About 27 years ago, John Breslin bought a rambling property off Hooes Road in Springfield and set about reforesting it. He and his wife planted laurel, holly, cedars and azaleas. Whenever construction was going on anywhere near the house, Breslin and his family would go dig up plants before the bulldozers crushed them and replant them in their back yard.
In 2000, the Virginia Department of Transportation (VDOT) informed Breslin that his house sat right in the middle of the future new Rolling Road, a realignment VDOT envisioned to accommodate the Fairfax County Parkway extension, which had been planned since the 1970s.
That plan was opposed by neighbors south of the proposed parkway extension, and Breslin wasn't happy about it either, so VDOT agreed to study other alternatives.
Now VDOT has come back with a plan that would save Breslin's house but that would put the new divided Rolling Road in the back yard he has spent more than two decades preserving.
"We planted those trees 26 years ago," Breslin said, one warm morning last week as he surveyed his yard. "They're all going to be taken away."
His daughter Mary added, "We've tried to preserve this as open space. It's really a shame that the commitment to open space has not been recognized by county and state officials."

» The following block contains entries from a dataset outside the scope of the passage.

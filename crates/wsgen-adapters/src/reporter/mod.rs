//! Build reporter adapters.

mod null;
mod tracing_reporter;

pub use null::NullReporter;
pub use tracing_reporter::TracingReporter;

BRESLIN'S NEIGHBOR Bob Pease is in a slightly different situation. Unlike Breslin, he's lived off Hooes Road for only a year. The single-family-home development he lives in, Presidential Hills, was built in 2002 right next to Breslin's property. The road would sit right on the property line delineating Breslin's land and Presidential Hills, cutting them off from each other. It would be used by commuters headed to the Franconia Springfield Parkway on their way to downtown Springfield and I-95.
Unlike Breslin, Pease and his neighbors had no chance to express their point of view to VDOT three years ago, because their community didn't exist until the plans were drawn.

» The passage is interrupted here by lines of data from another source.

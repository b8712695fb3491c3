//! Reporter that forwards build events to `tracing`.

use tracing::info;
use wsgen_core::application::ports::{BuildEvent, BuildReporter};

/// Emits each event as an INFO record, so `-v` (or `RUST_LOG=info`) shows
/// the same "Creating directory ..." trail as a verbose run.
#[derive(Debug, Clone, Copy, Default)]
pub struct TracingReporter;

impl BuildReporter for TracingReporter {
    fn report(&self, event: &BuildEvent) {
        info!(path = %event.path().display(), "{event}");
    }
}
// ============================================================================
// domain/error.rs - REQUEST VALIDATION ERRORS
// ============================================================================

use thiserror::Error;

/// Root domain error type.
///
/// Every variant is an invalid-argument condition: it is raised while the
/// request is being assembled, before the builder touches the filesystem.
#[derive(Debug, Error, Clone, PartialEq)]
pub enum DomainError {
    #[error("Required field missing: {field}")]
    MissingRequiredField { field: &'static str },

    #[error("Invalid {field} '{name}': {reason}")]
    InvalidName {
        field: &'static str,
        name: String,
        reason: String,
    },

    #[error("Unknown template variant '{0}'")]
    UnknownVariant(String),
}

impl DomainError {
    /// Get user-actionable suggestions for fixing this error.
    pub fn suggestions(&self) -> Vec<String> {
        match self {
            Self::MissingRequiredField { field } => vec![
                format!("The {field} must be provided"),
                match *field {
                    "workspace name" => "Pass it with -n / --name".into(),
                    "root directory" => {
                        "Pass it with -r / --root or set defaults.root in the config".into()
                    }
                    _ => "Use --help for usage information".into(),
                },
            ],
            Self::InvalidName { field, .. } => vec![
                format!("A {field} becomes a directory name"),
                "Avoid path separators and the names '.' and '..'".into(),
                "Examples: cpu, uart_rx, dma0".into(),
            ],
            Self::UnknownVariant(_) => vec![
                "Supported variants:".into(),
                "  • basic      - plain design/testbench stubs".into(),
                "  • framework  - UVM test phase and environment stubs".into(),
            ],
        }
    }

    /// Error category for CLI display styling.
    pub fn category(&self) -> ErrorCategory {
        ErrorCategory::Validation
    }
}

#[derive(Debug, Clone, Copy, PartialEq, Eq)]
pub enum ErrorCategory {
    Validation,
}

A public meeting organized by VDOT last week at Saratoga Elementary School brought out dozens of outraged Presidential Hills residents who said they had no idea the highway was on the books when they bought their houses.
"If they don't come through with real alternatives to this, they're simply blowing us away," said Pease.
Presidential Hills residents at the meeting were particularly incensed that they had not been notified about the meeting.
"We found out about this meeting by accident," Pease told local supervisors and VDOT officials assembled at Saratoga Elementary. "The idea that there was also no notice to residents is outrageous."
Christopher Reed, VDOT's Northern Virginia urban program manager, who was moderating the meeting, acknowledged that there has been a "delay" in mailing out notices to homeowners about the event.
Pease pointed to a VDOT report saying that the agency was not expecting any public opposition to the project.
"If you don't tell anyone, how can there be [any opposition]?" he asked.
Presidential Hills resident Ken Donnelly said the Parkway extension had come as "a complete shock to our community."
U.S. Air Force Col. Michael Setnor, who also bought a house in the neighborhood, said the community ought to have been notified both about the road plans and about the meeting.
"I have not spent 27 years of my life, VDOT and supervisors, defending your rights to have mine ignored," he said.
"I know it's frustrating," Reed said.
"Frustrating?" Setnor shot back. "This is our life savings."
THE FINAL link of the Fairfax County Parkway has been in the planning stages for three decades, said Thomas Folse, the project manager for VDOT. But the U.S. Army's willingness in recent years to part with a section of the Engineer Proving Grounds has pushed the project into the design phase. Folse said the two miles of parkway planned would cost between $90 million and $95 million and be completed by 2008.
"It's really been a lot of coordination with the Army," he said.
Supervisor Elaine McConnell (R-Springfield), a vocal advocate of the road extension, who represents the Presidential Hills neighborhood, said it was the buyers' responsibility to find out what was planned in the area where they're planning to buy a house.
"The county and certainly my office couldn't possibly keep track of everybody that moves into the district or builds," she said. "I've tried to get the laws changed so that there would have to be disclosure by developers, and that never passed the General Assembly."
For McConnell, the road is critical to the region's Homeland Security as a way to evacuate Washington, D.C. "They know as well as I do that that road is going in."
Del. Dave Albo (R-42nd), who attended the meeting, placed the fault "squarely on the real-estate agent."
Although the agent is not legally required to tell buyers anything, Albo noted that "the buyer is paying the real-estate agent $10,000 to buy the house."
"At least send them in the right direction," he said.